E non vedete che, per paura del soprannaturale,
o vogliam dire del sovrumano, voi regalate a una povera creatura attributi
assai più sorprendenti e poteri addirittura divini?
Francamente, preferisco coloro i
quali, come me un tempo, crollano la testa cocciuta, ripetendo:
- Non credo un'acca: e non
crederei neanche se vedessi.
Almeno, essi sono in buona fede,
come in buona fede era, nel 1792, l'insigne presidente dell'Accademia delle
scienze di Parigi, il quale, mentre già il piroscafo Jouffroy
navigava trionfalmente lungo le acque della Saône, scriveva:
- In verità, quest'idea di
maritare l'acqua col fuoco, è una delle più burlesche idee di questo secolo.

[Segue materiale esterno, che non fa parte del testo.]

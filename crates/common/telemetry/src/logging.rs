// Copyright 2025 Crrow
//
// Licensed under the Apache License, Version 2.0 (the "License");
// you may not use this file except in compliance with the License.
// You may obtain a copy of the License at
//
//      http://www.apache.org/licenses/LICENSE-2.0
//
// Unless required by applicable law or agreed to in writing, software
// distributed under the License is distributed on an "AS IS" BASIS,
// WITHOUT WARRANTIES OR CONDITIONS OF ANY KIND, either express or implied.
// See the License for the specific language governing permissions and
// limitations under the License.

use std::{
    env,
    io::IsTerminal,
    sync::{Mutex, Once},
};

use bon::Builder;
use once_cell::sync::Lazy;
use serde::{Deserialize, Deserializer, Serialize, de};
use smart_default::SmartDefault;
use snafu::{ResultExt, Snafu};
use tracing_appender::{
    non_blocking::WorkerGuard,
    rolling::{RollingFileAppender, Rotation},
};
use tracing_log::LogTracer;
use tracing_subscriber::{
    EnvFilter, Layer, Registry, filter,
    layer::{Layered, SubscriberExt},
};

/// Deserializes a string value, using `Default::default()` if the string is
/// empty.
///
/// # Errors
/// Returns an error if deserialization fails.
pub fn empty_string_as_default<'de, D, T>(deserializer: D) -> Result<T, D::Error>
where
    D: Deserializer<'de>,
    T: Deserialize<'de> + Default,
{
    let s = String::deserialize(deserializer)?;
    if s.is_empty() {
        Ok(T::default())
    } else {
        T::deserialize(de::value::StrDeserializer::new(&s)).map_err(|e: de::value::Error| {
            de::Error::custom(format!("invalid value, expect empty string, err: {e}"))
        })
    }
}

/// The default directory name for log files when file logging is enabled.
pub const DEFAULT_LOGGING_DIR: &str = "logs";

#[derive(Debug, Snafu)]
#[snafu(visibility(pub(crate)))]
pub enum LoggingError {
    #[snafu(display("Invalid log level filter {filter:?}"))]
    InvalidFilter {
        filter: String,
        source: filter::ParseError,
    },

    #[snafu(display("Failed to create rolling log file in {dir}"))]
    RollingAppender {
        dir:    String,
        source: tracing_appender::rolling::InitError,
    },

    #[snafu(display("Failed to install global subscriber"))]
    SetGlobalDefault {
        source: tracing::subscriber::SetGlobalDefaultError,
    },

    #[snafu(display("Failed to bridge log records"))]
    LogBridge { source: tracing_log::log::SetLoggerError },
}

/// Configuration options for the logging system.
#[derive(Clone, Debug, Serialize, Deserialize, PartialEq, Eq, SmartDefault, Builder)]
#[serde(default)]
pub struct LoggingOptions {
    /// Directory for log files.
    ///
    /// When non-empty, an hourly rotated log and an error-only log are
    /// written there. If empty, only stdout logging is used.
    #[default = ""]
    #[builder(default)]
    pub dir: String,

    /// Level filter such as "info" or "info,roost_server=debug". If None,
    /// falls back to `RUST_LOG`, then "info".
    pub level: Option<String>,

    /// Output format for log messages.
    #[serde(default, deserialize_with = "empty_string_as_default")]
    #[builder(default)]
    pub log_format: LogFormat,

    /// Maximum number of rotated log files to retain (720 = 30 days of
    /// hourly logs).
    #[default = 720]
    #[builder(default = 720)]
    pub max_log_files: usize,

    /// Whether to output logs to stdout in addition to files.
    #[default = true]
    #[builder(default = true)]
    pub append_stdout: bool,
}

/// Available log output formats.
#[derive(
    Clone, Debug, Copy, PartialEq, Eq, Serialize, Deserialize, Default, derive_more::Display,
)]
#[serde(rename_all = "snake_case")]
pub enum LogFormat {
    /// One JSON object per event, with the current span and span list.
    #[display("json")]
    Json,

    /// Human-readable text format.
    ///
    /// ```text
    /// 2024-01-01T12:00:00.123Z  INFO conn{peer=127.0.0.1:50412}: roost_server::memcache: Connection opened
    /// ```
    #[default]
    #[display("text")]
    Text,
}

impl std::str::FromStr for LogFormat {
    type Err = String;

    fn from_str(s: &str) -> Result<Self, Self::Err> {
        match s.to_ascii_lowercase().as_str() {
            "json" => Ok(Self::Json),
            "text" => Ok(Self::Text),
            other => Err(format!("unknown log format: {other}")),
        }
    }
}

/// Initialize logging specifically designed for unit tests.
///
/// # Environment Variables
///
/// * `UNITTEST_LOG_DIR` - Directory for test logs (default:
///   "/tmp/__unittest_logs")
/// * `UNITTEST_LOG_LEVEL` - Log level filter (default: "debug")
///
/// Safe to call from many tests; only the first call installs anything.
pub fn init_default_ut_logging() {
    static START: Once = Once::new();

    START.call_once(|| {
        let dir =
            env::var("UNITTEST_LOG_DIR").unwrap_or_else(|_| "/tmp/__unittest_logs".to_string());
        let level = env::var("UNITTEST_LOG_LEVEL").unwrap_or_else(|_| "debug".to_string());
        let opts = LoggingOptions {
            dir: dir.clone(),
            level: Some(level),
            ..Default::default()
        };

        match init_global_logging("unittest", &opts) {
            Ok(guards) => {
                if let Ok(mut g) = GLOBAL_UT_LOG_GUARD.lock() {
                    *g = Some(guards);
                }
                tracing::info!("logs dir = {}", dir);
            }
            Err(e) => eprintln!("unit test logging disabled: {e}"),
        }
    });
}

/// Keeps the unit test writer threads alive for the whole test binary.
static GLOBAL_UT_LOG_GUARD: Lazy<Mutex<Option<Vec<WorkerGuard>>>> = Lazy::new(|| Mutex::new(None));

/// Default log level filter when no specific configuration is provided.
const DEFAULT_LOG_TARGETS: &str = "info";

/// The registry with the level filter applied first.
type FilteredRegistry = Layered<filter::Targets, Registry>;

type BoxedLayer = Box<dyn Layer<FilteredRegistry> + Send + Sync>;

/// Installs the global subscriber.
///
/// Layers, depending on `opts`:
///
/// - **Stdout Layer**: if `append_stdout` is true
/// - **File Layer**: `<app_name>.*` files with hourly rotation, if `dir` is
///   set
/// - **Error File Layer**: `<app_name>-err.*`, errors only, if `dir` is set
///
/// Returns the `WorkerGuard`s that keep the non-blocking writers running;
/// hold them for the lifetime of the process. Only the first call in a
/// process installs anything; later calls return no guards.
///
/// # Errors
/// Returns an error for an invalid level filter, an unusable log directory,
/// or when another global subscriber is already installed.
pub fn init_global_logging(
    app_name: &str,
    opts: &LoggingOptions,
) -> Result<Vec<WorkerGuard>, LoggingError> {
    static START: Once = Once::new();
    let mut result = Ok(Vec::new());
    START.call_once(|| result = install(app_name, opts));
    result
}

fn install(app_name: &str, opts: &LoggingOptions) -> Result<Vec<WorkerGuard>, LoggingError> {
    let mut guards = vec![];

    let filter_str = opts
        .level
        .clone()
        .or_else(|| env::var(EnvFilter::DEFAULT_ENV).ok())
        .unwrap_or_else(|| DEFAULT_LOG_TARGETS.to_string());
    let filter = filter_str
        .parse::<filter::Targets>()
        .context(InvalidFilterSnafu { filter: filter_str })?;

    let mut layers: Vec<BoxedLayer> = Vec::new();

    if opts.append_stdout {
        let (writer, guard) = tracing_appender::non_blocking(std::io::stdout());
        guards.push(guard);
        let ansi = std::io::stdout().is_terminal();
        layers.push(if opts.log_format == LogFormat::Json {
            tracing_subscriber::fmt::Layer::new()
                .json()
                .with_writer(writer)
                .with_ansi(ansi)
                .with_current_span(true)
                .with_span_list(true)
                .boxed()
        } else {
            tracing_subscriber::fmt::Layer::new()
                .with_writer(writer)
                .with_ansi(ansi)
                .boxed()
        });
    }

    if !opts.dir.is_empty() {
        for (prefix, errors_only) in [(app_name.to_string(), false), (format!("{app_name}-err"), true)]
        {
            let rolling_appender = RollingFileAppender::builder()
                .rotation(Rotation::HOURLY)
                .filename_prefix(prefix)
                .max_log_files(opts.max_log_files)
                .build(&opts.dir)
                .context(RollingAppenderSnafu {
                    dir: opts.dir.clone(),
                })?;
            let (writer, guard) = tracing_appender::non_blocking(rolling_appender);
            guards.push(guard);

            let layer: BoxedLayer = if opts.log_format == LogFormat::Json {
                tracing_subscriber::fmt::Layer::new()
                    .json()
                    .with_writer(writer)
                    .with_ansi(false)
                    .with_current_span(true)
                    .with_span_list(true)
                    .boxed()
            } else {
                tracing_subscriber::fmt::Layer::new()
                    .with_writer(writer)
                    .with_ansi(false)
                    .boxed()
            };
            layers.push(if errors_only {
                layer.with_filter(filter::LevelFilter::ERROR).boxed()
            } else {
                layer
            });
        }
    }

    let subscriber = Registry::default().with(filter).with(layers);
    tracing::subscriber::set_global_default(subscriber).context(SetGlobalDefaultSnafu)?;
    LogTracer::init().context(LogBridgeSnafu)?;

    Ok(guards)
}

#[cfg(test)]
mod tests {
    use test_case::test_case;

    use super::*;

    #[test]
    fn test_default_options() {
        let opts = LoggingOptions::default();
        assert!(opts.dir.is_empty());
        assert_eq!(opts.max_log_files, 720);
        assert!(opts.append_stdout);
        assert_eq!(opts.log_format, LogFormat::Text);
        assert_eq!(opts, LoggingOptions::builder().build());
    }

    #[test_case("json", LogFormat::Json ; "json")]
    #[test_case("TEXT", LogFormat::Text ; "upper case text")]
    fn test_log_format_from_str(input: &str, expected: LogFormat) {
        assert_eq!(input.parse::<LogFormat>().unwrap(), expected);
    }

    #[test]
    fn test_empty_log_format_deserializes_to_default() {
        #[derive(Deserialize)]
        struct Wrapper {
            #[serde(deserialize_with = "empty_string_as_default")]
            format: LogFormat,
        }
        let wrapper: Wrapper =
            serde::Deserialize::deserialize(de::value::MapDeserializer::<_, de::value::Error>::new(
                [("format", "")].into_iter(),
            ))
            .unwrap();
        assert_eq!(wrapper.format, LogFormat::Text);
    }

    #[test]
    fn test_invalid_level_is_rejected_before_install() {
        let opts = LoggingOptions::builder().level("roost=loud".to_string()).build();
        let err = install("roost-test", &opts).unwrap_err();
        assert!(matches!(err, LoggingError::InvalidFilter { .. }), "{err}");
    }
}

La serena coscienza mi dice che
non passeranno molti anni, e gli accademici i quali oggi credono, bontà loro,
nei piroscafi, crederanno pure nella realtà dei fenomeni medianici. E ne ho già
una prova in quanto scrive uno dei più acuti cervelli del giornalismo, Eugenio
Checchi, il quale, preludiando, sul Giornale d'Italia, a narrazione di
fenomeni ben sinceri, così si esprime:
- Ne parlavo qualche anno fa con
Cesare Lombroso. M'era accaduto di assistere a esperimenti per me
inesplicabili, e con una esposizione, credo abbastanza lucida, riassumevo le
cose vedute. A traverso gli occhiali d'oro, l'illustre scienziato fissava nei
miei i suoi occhi piccoli e penetranti: e a un tratto m'interruppe così:
- E un vero peccato! non l'avrei creduto mai!
- Che cosa, professore?
- Che lei stia per diventare
matto! - E mi lasciò bruscamente.
- Non provai - prosegue il
Checchi - alcun turbamento: e in un accesso di orgoglio immodesto, mi consolai
nel pensiero, che a prestar fede alle celebri dottrine del Lombroso, io mi
sarei trovato, come matto, in compagnia di tanti uomini illustri magnificati
nei secoli. Passarono gli anni: e, grazie a Dio, non ci fu bisogno che mi si
schiudessero le porte della Lungara, o di qualche altro manicomio. Accadde
invece quest'altra cosa: che Cesare Lombroso, e l'insigne astronomo
Schiapparelli dell'Osservatorio di Brera e il Brofferio, e altri valorosi
scienziati italiani e stranieri chiamarono nei loro laboratorii la donna che
tanto faceva parlare di sé: quell'Eusapia Palladino che ha corso oramai per
quasi tutte le capitali di Europa. Dopo una serie di esperimenti, dai quali
ogni ombra di soverchieria e di frode era esclusa per le scrupolose precauzioni
dei convenuti, dopo prove e controprove, dopo reiterate ripetizioni dei
medesimi esperimenti, il Lombroso, lo Schiaparelli e i loro colleghi convennero
trattarsi di fenomeni, inesplicabili sì, ma veramente meravigliosi: e conclusero
che chi si ostinasse a metterne in dubbio la sincerità o la possibilità,
meriterebbe d'esser qualificato per matto. E io provai, nel mio intimo, la
soddisfazione d'una bella rivincita. Il matto non ero io.